Supplied information:
┌──

//! Exact solver: table-filling dynamic programming.

use crate::error::{KnapsackError, ResourceExceeded};
use crate::instance::Instance;
use crate::solution::Solution;

use super::{value_bound, KnapsackSolver, SolveBudget};

/// Exact 0/1 knapsack solver.
///
/// Fills `best[i][w]`, the optimal value using the first `i` items under
/// budget `w`, in a flat row-major buffer of `(N + 1) x (W + 1)` cells,
/// where `W` is the capacity clamped to the total item weight. The optimal
/// subset is recovered by walking the table back from `(N, W)`.
///
/// # Example
///
/// ```
/// use knapbench_core::{DynamicProgrammingSolver, Instance, KnapsackSolver, SolveBudget};
///
/// let instance = Instance::from_pairs(50, &[(60, 10), (100, 20), (120, 30)]);
/// let solution = DynamicProgrammingSolver
///     .solve(&instance, &SolveBudget::unlimited())
///     .unwrap();
///
/// assert_eq!(solution.value, 220);
/// assert_eq!(solution.selected, vec![1, 2]);
/// ```
#[derive(Debug, Clone, Copy, Default)]
pub struct DynamicProgrammingSolver;

impl DynamicProgrammingSolver {
    pub const NAME: &'static str = "dynamic";

    /// Computes only the optimal value, using a single row of `W + 1` cells.
    ///
    /// No selection is recovered. The row size is still subject to the
    /// budget's cell limit.
    pub fn optimal_value(
        &self,
        instance: &Instance,
        budget: &SolveBudget,
    ) -> Result<u64, KnapsackError> {
        value_bound(instance)?;
        let width = table_width(instance)?;
        check_cells(budget, width as u64)?;
        let mut row = allocate(width)?;

        for item in instance.items() {
            budget.check_deadline()?;
            let Ok(weight) = usize::try_from(item.weight) else {
                continue;
            };
            if weight >= width {
                continue;
            }
            for w in (weight..width).rev() {
                let take = row[w - weight] + item.value;
                if take > row[w] {
                    row[w] = take;
                }
            }
        }

        Ok(row[width - 1])
    }
}

impl KnapsackSolver for DynamicProgrammingSolver {
    fn name(&self) -> &'static str {
        Self::NAME
    }

    fn solve(&self, instance: &Instance, budget: &SolveBudget) -> Result<Solution, KnapsackError> {
        if instance.is_empty() {
            return Ok(Solution::empty(Self::NAME));
        }
        value_bound(instance)?;

        let overflow = || ResourceExceeded::TableOverflow {
            items: instance.len(),
            capacity: instance.capacity(),
        };
        let cells = instance.table_cells().ok_or_else(overflow)?;
        check_cells(budget, cells)?;
        let cells = usize::try_from(cells).map_err(|_| overflow())?;
        let width = table_width(instance)?;

        let mut table = Table::new(allocate(cells)?, width);

        for (i, item) in instance.items().iter().enumerate() {
            budget.check_deadline()?;
            let row = i + 1;
            // Row 0 stays zero.
            for w in 0..width {
                let skip = table.get(row - 1, w);
                let best = match usize::try_from(item.weight) {
                    Ok(weight) if weight <= w => {
                        skip.max(table.get(row - 1, w - weight) + item.value)
                    }
                    _ => skip,
                };
                table.set(row, w, best);
            }
        }

        let value = table.get(instance.len(), width - 1);
        let selected = reconstruct(instance, &table)?;
        Ok(Solution::new(Self::NAME, value, selected))
    }
}

/// Walks the table from `(N, W)` back to row 0.
///
/// Keeps walking after `w` reaches 0 so zero-weight items are still picked.
fn reconstruct(instance: &Instance, table: &Table) -> Result<Vec<usize>, KnapsackError> {
    let mut selected = Vec::new();
    let mut w = table.width - 1;

    for row in (1..=instance.len()).rev() {
        if table.get(row, w) == table.get(row - 1, w) {
            continue;
        }
        let item = &instance.items()[row - 1];
        w = usize::try_from(item.weight)
            .ok()
            .and_then(|weight| w.checked_sub(weight))
            .ok_or_else(|| {
                KnapsackError::SolverFailure(format!(
                    "reconstruction selected item {} of weight {} with only {} capacity left",
                    item.index, item.weight, w
                ))
            })?;
        selected.push(item.index);
    }

    selected.reverse();
    Ok(selected)
}

/// Capacity columns needed: `min(capacity, total weight) + 1`.
///
/// Budgets past the total weight all share the same optimum.
fn table_width(instance: &Instance) -> Result<usize, ResourceExceeded> {
    let effective = instance.capacity().min(instance.total_weight());
    effective
        .checked_add(1)
        .and_then(|cols| usize::try_from(cols).ok())
        .ok_or(ResourceExceeded::TableOverflow {
            items: instance.len(),
            capacity: instance.capacity(),
        })
}

fn check_cells(budget: &SolveBudget, cells: u64) -> Result<(), ResourceExceeded> {
    match budget.max_table_cells() {
        Some(limit) if cells > limit => Err(ResourceExceeded::TableTooLarge { cells, limit }),
        _ => Ok(()),
    }
}

fn allocate(cells: usize) -> Result<Vec<u64>, ResourceExceeded> {
    let mut buffer = Vec::new();
    buffer
        .try_reserve_exact(cells)
        .map_err(|_| ResourceExceeded::AllocationFailed {
            cells: cells as u64,
        })?;
    buffer.resize(cells, 0);
    Ok(buffer)
}

/// Row-major DP grid.
struct Table {
    cells: Vec<u64>,
    width: usize,
}

impl Table {
    fn new(cells: Vec<u64>, width: usize) -> Self {
        Self { cells, width }
    }

    #[inline]
    fn get(&self, row: usize, w: usize) -> u64 {
        self.cells[row * self.width + w]
    }

    #[inline]
    fn set(&mut self, row: usize, w: usize, value: u64) {
        self.cells[row * self.width + w] = value;
    }
}
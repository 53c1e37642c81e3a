//! Persisted language preference.
//!
//! The page remembers one value across visits: the selected language code,
//! stored under `pdv-lang`. Storage is behind a trait so the resolver can be
//! driven by browser-local storage, a JSON file, or memory in tests.

use crate::error::PreferenceError;
use std::cell::RefCell;
use std::collections::BTreeMap;
use std::fs;
use std::path::{Path, PathBuf};
use tracing::debug;

/// Storage key for the selected language.
pub const LANGUAGE_KEY: &str = "pdv-lang";

/// Key-value storage for user preferences.
pub trait PreferenceStore {
    fn load(&self, key: &str) -> Result<Option<String>, PreferenceError>;
    fn save(&self, key: &str, value: &str) -> Result<(), PreferenceError>;
}

/// Session-only storage.
#[derive(Debug, Default)]
pub struct MemoryPreferenceStore {
    values: RefCell<BTreeMap<String, String>>,
}

impl MemoryPreferenceStore {
    pub fn new() -> Self {
        Self::default()
    }

    pub fn with_value(key: &str, value: &str) -> Self {
        let store = Self::new();
        store
            .values
            .borrow_mut()
            .insert(key.to_string(), value.to_string());
        store
    }
}

impl PreferenceStore for MemoryPreferenceStore {
    fn load(&self, key: &str) -> Result<Option<String>, PreferenceError> {
        Ok(self.values.borrow().get(key).cloned())
    }

    fn save(&self, key: &str, value: &str) -> Result<(), PreferenceError> {
        self.values
            .borrow_mut()
            .insert(key.to_string(), value.to_string());
        Ok(())
    }
}

/// Preferences kept in a flat JSON object on disk, e.g. `{"pdv-lang":"en"}`.
///
/// A missing file reads as "no preference". Writes rewrite the whole object
/// so other keys survive.
#[derive(Debug, Clone)]
pub struct FilePreferenceStore {
    path: PathBuf,
}

impl FilePreferenceStore {
    pub fn new(path: impl Into<PathBuf>) -> Self {
        Self { path: path.into() }
    }

    pub fn path(&self) -> &Path {
        &self.path
    }

    fn read_all(&self) -> Result<BTreeMap<String, String>, PreferenceError> {
        match fs::read_to_string(&self.path) {
            Ok(content) if content.trim().is_empty() => Ok(BTreeMap::new()),
            Ok(content) => Ok(serde_json::from_str(&content)?),
            Err(e) if e.kind() == std::io::ErrorKind::NotFound => Ok(BTreeMap::new()),
            Err(e) => Err(e.into()),
        }
    }
}

impl PreferenceStore for FilePreferenceStore {
    fn load(&self, key: &str) -> Result<Option<String>, PreferenceError> {
        Ok(self.read_all()?.remove(key))
    }

    fn save(&self, key: &str, value: &str) -> Result<(), PreferenceError> {
        let mut values = self.read_all()?;
        values.insert(key.to_string(), value.to_string());

        if let Some(parent) = self.path.parent() {
            if !parent.as_os_str().is_empty() {
                fs::create_dir_all(parent)?;
            }
        }
        fs::write(&self.path, serde_json::to_string_pretty(&values)?)?;
        debug!("Saved preference {}={} to {}", key, value, self.path.display());
        Ok(())
    }
}

/// Storage that is never available (private browsing, disabled storage).
#[derive(Debug, Default, Clone, Copy)]
pub struct UnavailablePreferenceStore;

impl PreferenceStore for UnavailablePreferenceStore {
    fn load(&self, _key: &str) -> Result<Option<String>, PreferenceError> {
        Err(PreferenceError::Unavailable)
    }

    fn save(&self, _key: &str, _value: &str) -> Result<(), PreferenceError> {
        Err(PreferenceError::Unavailable)
    }
}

└──

Aim of the exercise: From the listing above, copy every line that holds the string "match".

Answer to this problem:
                let best = match usize::try_from(item.weight) {
    match budget.max_table_cells() {
        match fs::read_to_string(&self.path) {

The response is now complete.